In the lecture, Professor Kululanga set out to understand trends in population growth for Malawi for the next few decades to the year 2050 and he then looked at the implications of that population growth on the services and utilities that are supplied by the practice and profession of engineering such as transportation, energy, food production, technology, medical technology, shelter, communication technology, water supply and so on and so forth.

It was quite revealing to learn that the population of Malawi will rise to 50 million people by 2050! Yes, I know that you are equally shocked to learn this! In fact, Professor Kululanga informed the gathering that as early as 2035, one half of Malawi’s population of 26 million people will be living in cities, living only the other half [12 million] in rural areas. Of the 12 million people living in urban areas in 2035, up to 70 percent will be living in the informal sector or slams.

A lot will have to be done to bring some order and some sanitation. “Imagine the traffic congestion, the sanitation, food, water supply….” Professor Kululanga challenged the audience.

These statistics left me scared of not just how difficult it will be for engineers to supply adequate capacity for the services and utilities such as roads, water, electricity and communication technology and sanitation, among others, but I was equally worried at personal level. I wondered whether I will still be competitive enough on the job market or in the business sector. I wondered whether I will be able to comfortably earn a living.

Everyone should be as worried as I am. Those that want to excel in the Malawi of 2035 or the Malawi of 2050, ought to be worried and ought to let the worries drive them towards making a good survival plan that must be executed with precision and with good control. You cannot afford to relax on such a plan. It is down to survival of the ‘fittest’! What is your survival plan? How will you become or remain competitive in 2035 or if you reach it, 2050? You have to address these questions not in 2035 or year 2050 but now!
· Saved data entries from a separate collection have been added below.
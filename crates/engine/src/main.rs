//! V20 Builder Engine - Main entry point.

use std::net::SocketAddr;
use std::sync::Arc;

use axum::http::{HeaderValue, Method};
use tower_http::cors::{Any, CorsLayer};
use tower_http::trace::TraceLayer;
use tracing_subscriber::{layer::SubscriberExt, util::SubscriberInitExt};

use vtm_builder_engine::infrastructure::sheet_store::FileSheetStore;
use vtm_builder_engine::{api, App, EngineConfig};

#[tokio::main]
async fn main() -> anyhow::Result<()> {
    // Load environment from repo root (the engine may run from `crates/engine`).
    load_dotenv_from_repo_root();

    // Initialize logging
    tracing_subscriber::registry()
        .with(
            tracing_subscriber::EnvFilter::try_from_default_env()
                .unwrap_or_else(|_| "vtm_builder_engine=debug,tower_http=debug".into()),
        )
        .with(tracing_subscriber::fmt::layer())
        .init();

    tracing::info!("Starting V20 Builder Engine");

    let config = EngineConfig::from_env();
    tracing::info!(sheet_dir = %config.sheet_dir.display(), "Sheet store configured");

    let store = Arc::new(FileSheetStore::new(config.sheet_dir.clone()));
    let app = Arc::new(App::new(store));

    let mut router = api::http::routes()
        .with_state(app)
        .layer(TraceLayer::new_for_http());

    if let Some(cors) = build_cors_layer(config.cors_allowed_origins.as_deref()) {
        router = router.layer(cors);
    }

    // Start server
    let addr: SocketAddr = config.bind_address().parse()?;
    tracing::info!("Listening on {}", addr);

    let listener = tokio::net::TcpListener::bind(addr).await?;
    axum::serve(listener, router).await?;

    Ok(())
}

fn load_dotenv_from_repo_root() {
    let repo_root = std::path::Path::new(env!("CARGO_MANIFEST_DIR"))
        .join("..")
        .join("..");

    // Prefer local overrides.
    for filename in [".env.local", ".env"] {
        let path = repo_root.join(filename);
        if path.exists() {
            let _ = dotenvy::from_path(path);
        }
    }
}

fn build_cors_layer(allowed_origins: Option<&str>) -> Option<CorsLayer> {
    let allowed_origins = allowed_origins?;

    let mut cors = CorsLayer::new()
        .allow_methods([
            Method::GET,
            Method::POST,
            Method::PUT,
            Method::DELETE,
            Method::OPTIONS,
        ])
        .allow_headers([axum::http::header::CONTENT_TYPE]);

    if allowed_origins == "*" {
        cors = cors.allow_origin(Any);
    } else {
        let origins: Vec<HeaderValue> = allowed_origins
            .split(',')
            .map(str::trim)
            .filter(|s| !s.is_empty())
            .filter_map(|s| HeaderValue::from_str(s).ok())
            .collect();

        if origins.is_empty() {
            return None;
        }

        cors = cors.allow_origin(origins);
    }

    Some(cors)
}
We all need to constantly scan the environment around us and read the signs of times. We need to build today the skills and competences that will make us competitive tomorrow. We need to build today the profile and networks that we can use to survive or even to excel tomorrow. We should never be too comfortable. We need to constantly raise our game. We must always have a unique value proposition that makes people need us or customers to come to us. If we relax and feel too comfortable, then the world around us will go past us leaving us behind by the year 2035 or 2050.

The statistics that Professor Kululanga shared are scary and must be taken seriously by policy makers. At individual level too, each one of us needs to make personal plans that take into account the realities of the challenges that we will see in Malawi in 2035 and in 2050. As time goes by, we should do short courses to upgrade our knowledge. We should also constantly read widely to keep up to speed with the world around us. We should network a lot to constantly learn from others about what they do, about where the world is going and about new things evolving with time.

All the best as you rise and shine on the back of the revelation by Professor Grant Kululanga, which is a wakeup call on what Malawi will become in 2035 and 2050! All the best!